Et Rav Steinman sincèrement impressionné, de conclure : « Ça veut dire qu’en 2 ans, pendant 40 minutes tu t’es tenu à l’endroit sur lequel il est écrit : “là où le Ba’al Téchouva (repentant) se tient, même un Tsadik parfait (juste) ne peut se tenir !!???”
Je t’envie. Gut Shabbès ». Et le Rav lui serra chaleureusement la main.
L’observation de Rav Steinman pénétra si profondément le jeune homme, qu’il repensa son chemin.
Mais l’histoire a une suite. On lui demanda plus tard, alors qu’il était revenu à la pratique, comment avait-il accepté ce fameux après-midi de Chabbath, d’accompagner son père chez le Rav. Il raconta :
« Quand j’avais 10 ans, nous avions été visiter le Gadol avec toute la classe, pour qu’il teste « nos connaissances ». Les questions étaient très faciles, et interrogés l’un après l’autre, les enfants savaient répondre. Lorsque mon tour arriva, ce fut le black-out. Il me posa alors une question plus facile. Toujours rien. Troisième essai, je ne savais pas. À peine un balbutiement sortit de ma bouche.
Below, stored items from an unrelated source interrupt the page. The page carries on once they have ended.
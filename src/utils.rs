/// Utility functions and helpers for the RTU master
///
/// Parameter validation shared by the engine, frame formatting, and
/// transaction timing.

use std::time::{Duration, Instant};

use log::debug;

use crate::error::{ModbusError, ModbusResult};

/// Transaction counters and timings of one master
#[derive(Debug, Clone, Default, PartialEq)]
pub struct PerformanceMetrics {
    pub transactions: u64,
    pub succeeded: u64,
    pub failed: u64,
    pub total_time: Duration,
    pub fastest: Option<Duration>,
    pub slowest: Option<Duration>,
}

impl PerformanceMetrics {
    pub fn new() -> Self {
        Self::default()
    }

    /// Count one finished transaction
    pub fn record(&mut self, elapsed: Duration, success: bool) {
        self.transactions += 1;
        if success {
            self.succeeded += 1;
        } else {
            self.failed += 1;
        }
        self.total_time += elapsed;
        self.fastest = Some(self.fastest.map_or(elapsed, |d| d.min(elapsed)));
        self.slowest = Some(self.slowest.map_or(elapsed, |d| d.max(elapsed)));
    }

    /// Mean transaction time, zero before the first transaction
    pub fn average(&self) -> Duration {
        match u32::try_from(self.transactions) {
            Ok(0) => Duration::ZERO,
            Ok(n) => self.total_time / n,
            Err(_) => self.total_time.div_f64(self.transactions as f64),
        }
    }

    /// Share of successful transactions in percent
    pub fn success_rate(&self) -> f64 {
        if self.transactions == 0 {
            0.0
        } else {
            self.succeeded as f64 * 100.0 / self.transactions as f64
        }
    }

    pub fn reset(&mut self) {
        *self = Self::default();
    }
}

/// Wall-clock timer around one named operation
pub struct OperationTimer {
    label: String,
    started: Instant,
}

impl OperationTimer {
    pub fn start(label: &str) -> Self {
        debug!("{}: started", label);
        Self {
            label: label.to_string(),
            started: Instant::now(),
        }
    }

    /// Elapsed time since `start`
    pub fn stop(self) -> Duration {
        let elapsed = self.started.elapsed();
        debug!("{}: finished in {:?}", self.label, elapsed);
        elapsed
    }
}

/// Parameter checks run before any byte reaches the bus
pub mod validation {
    use super::*;
    use crate::protocol::MIN_FRAME_LEN;
    use crate::MAX_REGISTERS_PER_REQUEST;

    /// Reject the broadcast address; it never produces a response
    pub fn validate_slave_id(slave_id: u8) -> ModbusResult<()> {
        if slave_id == 0 {
            return Err(ModbusError::invalid_parameter(
                "Slave address 0 is broadcast and never answers",
            ));
        }
        Ok(())
    }

    /// Register count of a single read request
    pub fn validate_register_count(count: u16) -> ModbusResult<()> {
        if !(1..=MAX_REGISTERS_PER_REQUEST).contains(&count) {
            return Err(ModbusError::invalid_parameter(format!(
                "Register count {} outside 1-{}",
                count, MAX_REGISTERS_PER_REQUEST
            )));
        }
        Ok(())
    }

    /// Expected response length must hold a CRC and fit the capture buffer
    pub fn validate_expected_len(expected_len: usize, capacity: usize) -> ModbusResult<()> {
        if expected_len < MIN_FRAME_LEN || expected_len > capacity {
            return Err(ModbusError::invalid_parameter(format!(
                "Expected response length {} outside {}-{}",
                expected_len, MIN_FRAME_LEN, capacity
            )));
        }
        Ok(())
    }
}

/// Formatting and display utilities
pub mod format {
    use super::*;
    use std::fmt::Write as _;

    /// Space separated upper-case hex, as frames are printed in device manuals
    pub fn bytes_to_hex(bytes: &[u8]) -> String {
        let mut out = String::with_capacity(bytes.len() * 3);
        for (i, byte) in bytes.iter().enumerate() {
            if i > 0 {
                out.push(' ');
            }
            let _ = write!(out, "{:02X}", byte);
        }
        out
    }

    /// Milliseconds below one second, seconds above
    pub fn format_duration(duration: Duration) -> String {
        if duration < Duration::from_secs(1) {
            format!("{}ms", duration.as_millis())
        } else {
            format!("{:.2}s", duration.as_secs_f64())
        }
    }

    /// Multi-line summary printed at the end of a polling run
    pub fn format_metrics(metrics: &PerformanceMetrics) -> String {
        let or_na = |d: Option<Duration>| d.map_or_else(|| "N/A".to_string(), format_duration);
        format!(
            "Transactions: {} ({} ok, {} failed, {:.1}% success)\n\
             Timing: avg {}, fastest {}, slowest {}",
            metrics.transactions,
            metrics.succeeded,
            metrics.failed,
            metrics.success_rate(),
            format_duration(metrics.average()),
            or_na(metrics.fastest),
            or_na(metrics.slowest),
        )
    }
}

/// Logging utilities
pub mod logging {
    /// Route `log` records to the test harness output
    pub fn init_test_logger() {
        let _ = env_logger::builder()
            .is_test(true)
            .filter_level(log::LevelFilter::Debug)
            .try_init();
    }
}

#[cfg(test)]
mod tests {
    use super::*;

    #[test]
    fn test_metrics_record() {
        let mut metrics = PerformanceMetrics::new();
        assert_eq!(metrics.average(), Duration::ZERO);

        metrics.record(Duration::from_millis(300), true);
        metrics.record(Duration::from_millis(330), true);
        metrics.record(Duration::from_millis(315), false);

        assert_eq!(metrics.transactions, 3);
        assert_eq!(metrics.succeeded, 2);
        assert_eq!(metrics.failed, 1);
        assert_eq!(metrics.fastest, Some(Duration::from_millis(300)));
        assert_eq!(metrics.slowest, Some(Duration::from_millis(330)));
        assert_eq!(metrics.average(), Duration::from_millis(315));
        assert!((metrics.success_rate() - 66.67).abs() < 0.1);

        metrics.reset();
        assert_eq!(metrics, PerformanceMetrics::default());
    }

    #[test]
    fn test_validation() {
        assert!(validation::validate_slave_id(1).is_ok());
        assert!(validation::validate_slave_id(255).is_ok());
        assert!(validation::validate_slave_id(0).is_err());

        assert!(validation::validate_register_count(1).is_ok());
        assert!(validation::validate_register_count(125).is_ok());
        assert!(validation::validate_register_count(0).is_err());
        assert!(validation::validate_register_count(126).is_err());

        assert!(validation::validate_expected_len(7, 50).is_ok());
        assert!(validation::validate_expected_len(3, 50).is_err());
        assert!(validation::validate_expected_len(51, 50).is_err());
    }

    #[test]
    fn test_formatting() {
        assert_eq!(format::bytes_to_hex(&[0x01, 0x03, 0x10, 0xFF]), "01 03 10 FF");
        assert_eq!(format::bytes_to_hex(&[]), "");
        assert_eq!(format::format_duration(Duration::from_millis(300)), "300ms");
        assert_eq!(format::format_duration(Duration::from_millis(1500)), "1.50s");

        let mut metrics = PerformanceMetrics::new();
        metrics.record(Duration::from_millis(300), true);
        let summary = format::format_metrics(&metrics);
        assert!(summary.starts_with("Transactions: 1 (1 ok, 0 failed, 100.0% success)"));
        assert!(summary.contains("fastest 300ms"));
    }
}
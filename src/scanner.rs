//! # Address Scanner
//!
//! Finds the slave address of a device by running the same read transaction
//! against every candidate address in ascending order until one answers with
//! a correctly sized, CRC-valid frame.
//!
//! Each probe blocks for the full settle delay, so a miss-heavy 1-255 scan at
//! 300 ms per probe takes over a minute. Probes stop at the first hit.
//!
//! ```rust
//! use rs485_rtu::scanner::scan_addresses;
//! use rs485_rtu::ModbusError;
//!
//! let found = scan_addresses(1..=247, |address| {
//!     if address == 42 { Ok(()) } else { Err(ModbusError::no_response(address)) }
//! });
//! assert_eq!(found, Some(42));
//! ```

use std::ops::RangeInclusive;

use log::{debug, info};
use serde::{Deserialize, Serialize};

use crate::client::RtuMaster;
use crate::error::{ModbusError, ModbusResult};
use crate::protocol::{expected_read_len, FunctionCode, SlaveId};
use crate::transport::RtuPort;
use crate::utils::OperationTimer;

/// Inclusive range of candidate addresses
#[derive(Debug, Clone, Copy, PartialEq, Eq, Serialize, Deserialize)]
pub struct ScanRange {
    pub start: SlaveId,
    pub end: SlaveId,
}

impl ScanRange {
    /// 7-bit address families
    pub const UP_TO_127: ScanRange = ScanRange { start: 1, end: 127 };
    /// Standard Modbus unicast range
    pub const UP_TO_247: ScanRange = ScanRange { start: 1, end: 247 };
    pub const UP_TO_252: ScanRange = ScanRange { start: 1, end: 252 };
    pub const UP_TO_253: ScanRange = ScanRange { start: 1, end: 253 };
    /// Every non-broadcast address
    pub const UP_TO_255: ScanRange = ScanRange { start: 1, end: 255 };

    pub fn new(start: SlaveId, end: SlaveId) -> ModbusResult<Self> {
        let range = Self { start, end };
        range.validate()?;
        Ok(range)
    }

    /// Reject broadcast and reversed ranges
    pub fn validate(&self) -> ModbusResult<()> {
        if self.start == 0 || self.start > self.end {
            return Err(ModbusError::configuration(format!(
                "Invalid scan range {}-{}",
                self.start, self.end
            )));
        }
        Ok(())
    }

    pub fn to_range(self) -> RangeInclusive<SlaveId> {
        self.start..=self.end
    }

    /// Number of candidate addresses
    pub fn len(&self) -> usize {
        self.to_range().count()
    }

    pub fn is_empty(&self) -> bool {
        self.start > self.end
    }
}

impl Default for ScanRange {
    fn default() -> Self {
        Self::UP_TO_247
    }
}

impl From<ScanRange> for RangeInclusive<SlaveId> {
    fn from(range: ScanRange) -> Self {
        range.to_range()
    }
}

/// Fixed read transaction used to probe each candidate address
#[derive(Debug, Clone, Copy, PartialEq, Eq, Serialize, Deserialize)]
pub struct ProbeSpec {
    pub function: FunctionCode,
    pub register: u16,
    #[serde(default = "default_probe_count")]
    pub count: u16,
}

fn default_probe_count() -> u16 {
    1
}

impl ProbeSpec {
    /// Single holding register read
    pub fn holding(register: u16) -> Self {
        Self {
            function: FunctionCode::ReadHoldingRegisters,
            register,
            count: 1,
        }
    }

    /// Single input register read
    pub fn input(register: u16) -> Self {
        Self {
            function: FunctionCode::ReadInputRegisters,
            register,
            count: 1,
        }
    }

    /// Length of the response frame a hit produces
    pub fn response_len(&self) -> usize {
        expected_read_len(self.count)
    }
}

/// First address in `range` for which `probe` succeeds.
///
/// Candidates are tried in ascending order and nothing after the hit is
/// probed. `None` means the range was exhausted.
pub fn scan_addresses<T, F>(range: RangeInclusive<SlaveId>, mut probe: F) -> Option<SlaveId>
where
    F: FnMut(SlaveId) -> ModbusResult<T>,
{
    for address in range {
        match probe(address) {
            Ok(_) => return Some(address),
            Err(e) => debug!("Scan: address {} did not answer: {}", address, e),
        }
    }
    None
}

impl<P: RtuPort> RtuMaster<P> {
    /// Discover the address of a device answering `probe` within `range`
    pub fn scan(&mut self, range: ScanRange, probe: &ProbeSpec) -> Option<SlaveId> {
        let timer = OperationTimer::start(&format!(
            "scan {}-{} with {}",
            range.start, range.end, probe.function
        ));

        let found = scan_addresses(range.to_range(), |address| {
            self.read_registers(address, probe.function.to_u8(), probe.register, probe.count)
        });

        let elapsed = timer.stop();
        match found {
            Some(address) => info!("Scan found device at address {} after {:?}", address, elapsed),
            None => info!(
                "Scan of {}-{} found no device after {:?}",
                range.start, range.end, elapsed
            ),
        }
        found
    }
}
À la fin de la réunion, tous les enfants s’attroupèrent autour du Rav Steinman pour lui serrer la main et recevoir une sucette. Sauf moi. Trop honteux.
Le Rav s’en aperçut et me fit signe d’approcher. Il me pinça délicatement la joue et me dit : « Dans la Torah, on reçoit une récompense pour l’effort fourni, et pas pour le résultat. Tu as essayé trois fois, donc tu mérites 3 sucettes. »
Quand mon père me proposa de visiter le Rav, 15 ans plus tard, je n’avais pas oublié ma visite d’alors.
Comment aurais-je pu ne pas m’en souvenir ?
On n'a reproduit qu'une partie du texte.